Während die iranische Revolution von 1979 aufgrund der mit ihr verbundenen politischen Erschütterungen vielen Menschen in Europa ein Begriff ist, lässt sich dies über die Verfassungsrevolution von 1906–11 nicht sagen. Zwar bildet die Verfassung, die 1906 vom damaligen Schah proklamiert und 1907 ergänzt wurde, die Grundlage auch für Teile der Verfassung der Islamischen Republik, doch ist ihre Bedeutung außerhalb Irans häufig nur Fachwissenschaftler*innen bekannt. Zu Beginn des 20. Jahrhunderts bildete sich in Iran eine Koalition aus reformorientierten Staatsmännern, Intellektuellen, Klerikern und Kaufleuten sowie Händlern und Handwerkern, Angehörigen sog. religiöser Minderheiten und engagierten Frauen, die ein Ende der Willkürherrschaft und die Einführung einer Verfassung verlangten. Den Forderungen dieser heterogenen Gruppe lag ein bedeutendes Konzept zugrunde: „Gerechtigkeit“.

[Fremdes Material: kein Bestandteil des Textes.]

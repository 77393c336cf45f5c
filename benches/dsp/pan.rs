//! Benchmarks for the stereo panner.

use std::hint::black_box;

use criterion::{BenchmarkId, Criterion};
use saavy_studio::dsp::pan;

use crate::BLOCK_SIZES;

pub fn bench_pan(c: &mut Criterion) {
    let mut group = c.benchmark_group("dsp/pan");

    for &size in BLOCK_SIZES {
        let source: Vec<f32> = (0..size).map(|i| (i as f32 * 0.01).sin()).collect();
        let mut left = source.clone();
        let mut right = source.clone();

        group.bench_with_input(BenchmarkId::new("mono", size), &size, |b, _| {
            b.iter(|| {
                left.copy_from_slice(&source);
                right.copy_from_slice(&source);
                pan::pan_mono(black_box(&mut left), black_box(&mut right), black_box(-0.3))
            })
        });

        group.bench_with_input(BenchmarkId::new("stereo", size), &size, |b, _| {
            b.iter(|| {
                left.copy_from_slice(&source);
                right.copy_from_slice(&source);
                pan::pan_stereo(black_box(&mut left), black_box(&mut right), black_box(0.6))
            })
        });
    }

    group.finish();
}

Gerechtigkeit als Pflicht der Herrschenden

Grundsätzlich gilt „Gerechtigkeit“ im Islam als wesentliche Tugend. Im klassischen Arabisch stellt der Begriff ʿadl eine Verknüpfung aus moralischen und sozialen Werten dar, zu denen neben „Gerechtigkeit“ auch „Gleichgewicht“ oder „Mäßigung“ gehören. Göttliche Gerechtigkeit bildet die Synthese dieser Werte. Allerdings lassen sich weder im Koran noch in der Sunna eindeutige Hinweise darauf finden, was „Gerechtigkeit“ genau bedeutet und wie sie zu erreichen ist. Es gehört daher zu den Aufgaben von Theologen und Rechtsgelehrten, dies herauszuarbeiten. Nach schiitisch-islamischer Praxis hat die Bevölkerung ein Recht auf Gerechtigkeit, welche zu den dem Herrscher von Gott auferlegten Pflichten gehört. Wird er diesen Anforderungen nicht gerecht, können seine Untertanen dafür sorgen, dass der Herrscher abgesetzt und durch einen gerechten Herrscher ersetzt wird.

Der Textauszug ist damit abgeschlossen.